Task item: Find the lines in the records below that contain "coalesce", and report each of them.

Supplied data:
○ ○ ○ ○ ○
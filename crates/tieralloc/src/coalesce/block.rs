use crate::coalesce::free_list::FreeNode;
use crate::coalesce::region::Region;
use crate::util::ALIGNMENT;
use core::ptr;

/// Boundary-tag header prefixed to every coalesce block. The user payload
/// starts at `header + HEADER_SIZE` and is 8-byte aligned.
///
/// `prev_size` is the `current_size` of the physically previous block, or 0
/// for the first block of a region -- it is what makes backward merging
/// possible without a footer.
#[repr(C)]
pub struct BlockHeader {
    /// Total bytes of this block, header included.
    pub current_size: usize,
    /// Total bytes of the physically previous block, 0 if first in region.
    pub prev_size: usize,
    /// Back-reference into the free list while the block is free, else null.
    pub free_node: *mut FreeNode,
    pub is_free: bool,
}

pub const HEADER_SIZE: usize = core::mem::size_of::<BlockHeader>();

const _: () = assert!(HEADER_SIZE % ALIGNMENT == 0);
const _: () = assert!(core::mem::align_of::<BlockHeader>() == ALIGNMENT);

impl BlockHeader {
    /// Header of the block whose payload starts at `ptr`.
    ///
    /// # Safety
    /// `ptr` must be a payload pointer previously produced by `user_ptr`.
    #[inline(always)]
    pub unsafe fn from_user_ptr(ptr: *mut u8) -> *mut BlockHeader {
        ptr.sub(HEADER_SIZE) as *mut BlockHeader
    }

    /// Payload pointer of `block`.
    ///
    /// # Safety
    /// `block` must point to a valid header.
    #[inline(always)]
    pub unsafe fn user_ptr(block: *mut BlockHeader) -> *mut u8 {
        (block as *mut u8).add(HEADER_SIZE)
    }

    /// The physically next block within `region`, or null when `block` is
    /// the last one.
    ///
    /// # Safety
    /// `block` must be a valid header inside `region`.
    pub unsafe fn next_in_region(block: *mut BlockHeader, region: *mut Region) -> *mut BlockHeader {
        if block.is_null() || region.is_null() {
            return ptr::null_mut();
        }
        let block_end = (block as *mut u8).add((*block).current_size);
        if block_end >= (*region).end {
            return ptr::null_mut();
        }
        block_end as *mut BlockHeader
    }

    /// The physically previous block, or null when `prev_size` is 0.
    ///
    /// # Safety
    /// `block` must be a valid header whose `prev_size` is either 0 or the
    /// size of a live neighbor header.
    #[inline]
    pub unsafe fn prev_of(block: *mut BlockHeader) -> *mut BlockHeader {
        if (*block).prev_size == 0 {
            return ptr::null_mut();
        }
        (block as *mut u8).sub((*block).prev_size) as *mut BlockHeader
    }

    /// Whether the header address falls inside `region`.
    ///
    /// # Safety
    /// `region` must point to a valid descriptor.
    #[inline]
    pub unsafe fn in_region(block: *mut BlockHeader, region: *mut Region) -> bool {
        let p = block as *mut u8;
        p >= (*region).start && p < (*region).end
    }
}
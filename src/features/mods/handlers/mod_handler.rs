use std::sync::Arc;

use axum::{
    extract::{Path, Query, State},
    http::StatusCode,
    Json,
};
use validator::Validate;

use crate::core::error::{AppError, Result};
use crate::core::extractor::AppJson;
use crate::features::mods::dtos::{
    CreateModDto, ModQueryParams, ModResponseDto, ModTreeDto, UpdateModDto,
};
use crate::features::mods::services::ModService;
use crate::shared::types::{ApiResponse, Meta};

/// List catalog mods
///
/// Flat list by default, optionally filtered by category or to root mods.
/// With `tree=true` the whole catalog is returned nested, sorted by name.
#[utoipa::path(
    get,
    path = "/api/mods",
    params(ModQueryParams),
    responses(
        (status = 200, description = "Mods (flat list or tree)", body = ApiResponse<Vec<ModResponseDto>>),
        (status = 409, description = "Catalog contains a parent cycle")
    ),
    tag = "mods"
)]
pub async fn list_mods(
    State(service): State<Arc<ModService>>,
    Query(params): Query<ModQueryParams>,
) -> Result<Json<ApiResponse<serde_json::Value>>> {
    let (value, meta) = if params.tree {
        let tree: Vec<ModTreeDto> = service.tree().await?.into_iter().map(Into::into).collect();
        let meta = Meta::total_of(&tree);
        (serde_json::to_value(tree), meta)
    } else {
        let mods: Vec<ModResponseDto> = service
            .list(&params)
            .await?
            .into_iter()
            .map(Into::into)
            .collect();
        let meta = Meta::total_of(&mods);
        (serde_json::to_value(mods), meta)
    };

    let value = value.map_err(|e| AppError::Internal(format!("Failed to encode mods: {}", e)))?;
    Ok(Json(ApiResponse::success(Some(value), None, Some(meta))))
}

/// Get a mod by id
#[utoipa::path(
    get,
    path = "/api/mods/{id}",
    params(
        ("id" = String, Path, description = "Mod id")
    ),
    responses(
        (status = 200, description = "Mod found", body = ApiResponse<ModResponseDto>),
        (status = 404, description = "Mod not found")
    ),
    tag = "mods"
)]
pub async fn get_mod(
    State(service): State<Arc<ModService>>,
    Path(id): Path<String>,
) -> Result<Json<ApiResponse<ModResponseDto>>> {
    let found = service
        .get(&id)
        .await?
        .ok_or_else(|| AppError::NotFound(format!("Mod '{}' not found", id)))?;

    Ok(Json(ApiResponse::success(Some(found.into()), None, None)))
}

/// List the direct children of a mod
#[utoipa::path(
    get,
    path = "/api/mods/{id}/children",
    params(
        ("id" = String, Path, description = "Parent mod id")
    ),
    responses(
        (status = 200, description = "Child mods", body = ApiResponse<Vec<ModResponseDto>>),
        (status = 404, description = "Parent mod not found")
    ),
    tag = "mods"
)]
pub async fn list_children(
    State(service): State<Arc<ModService>>,
    Path(id): Path<String>,
) -> Result<Json<ApiResponse<Vec<ModResponseDto>>>> {
    let children: Vec<ModResponseDto> = service
        .list_children(&id)
        .await?
        .into_iter()
        .map(Into::into)
        .collect();
    let meta = Meta::total_of(&children);

    Ok(Json(ApiResponse::success(Some(children), None, Some(meta))))
}

/// Add a mod to the catalog
#[utoipa::path(
    post,
    path = "/api/mods",
    request_body = CreateModDto,
    responses(
        (status = 201, description = "Mod created", body = ApiResponse<ModResponseDto>),
        (status = 400, description = "Validation error or unknown parent")
    ),
    tag = "mods"
)]
pub async fn create_mod(
    State(service): State<Arc<ModService>>,
    AppJson(dto): AppJson<CreateModDto>,
) -> Result<(StatusCode, Json<ApiResponse<ModResponseDto>>)> {
    dto.validate()
        .map_err(|e| AppError::Validation(e.to_string()))?;

    let created = service.create(dto).await?;
    Ok((
        StatusCode::CREATED,
        Json(ApiResponse::success(
            Some(created.into()),
            Some("Mod created".to_string()),
            None,
        )),
    ))
}

/// Update a mod
///
/// Nullable fields: omit to keep, send `null` to clear.
#[utoipa::path(
    patch,
    path = "/api/mods/{id}",
    params(
        ("id" = String, Path, description = "Mod id")
    ),
    request_body = UpdateModDto,
    responses(
        (status = 200, description = "Mod updated", body = ApiResponse<ModResponseDto>),
        (status = 400, description = "Validation error or unknown parent"),
        (status = 404, description = "Mod not found"),
        (status = 409, description = "New parent would create a cycle")
    ),
    tag = "mods"
)]
pub async fn update_mod(
    State(service): State<Arc<ModService>>,
    Path(id): Path<String>,
    AppJson(dto): AppJson<UpdateModDto>,
) -> Result<Json<ApiResponse<ModResponseDto>>> {
    dto.validate()
        .map_err(|e| AppError::Validation(e.to_string()))?;

    let updated = service.update(&id, dto).await?;
    Ok(Json(ApiResponse::success(
        Some(updated.into()),
        Some("Mod updated".to_string()),
        None,
    )))
}

/// Delete a mod without children
#[utoipa::path(
    delete,
    path = "/api/mods/{id}",
    params(
        ("id" = String, Path, description = "Mod id")
    ),
    responses(
        (status = 200, description = "Mod deleted"),
        (status = 404, description = "Mod not found"),
        (status = 409, description = "Mod still has children")
    ),
    tag = "mods"
)]
pub async fn delete_mod(
    State(service): State<Arc<ModService>>,
    Path(id): Path<String>,
) -> Result<Json<ApiResponse<()>>> {
    service.delete(&id).await?;
    Ok(Json(ApiResponse::success(
        None,
        Some("Mod deleted".to_string()),
        None,
    )))
}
○ ○ ○ ○ ○
Your solution:
filename crates/tieralloc/src/coalesce/block.rs
use crate::coalesce::free_list::FreeNode;
use crate::coalesce::region::Region;
/// Boundary-tag header prefixed to every coalesce block. The user payload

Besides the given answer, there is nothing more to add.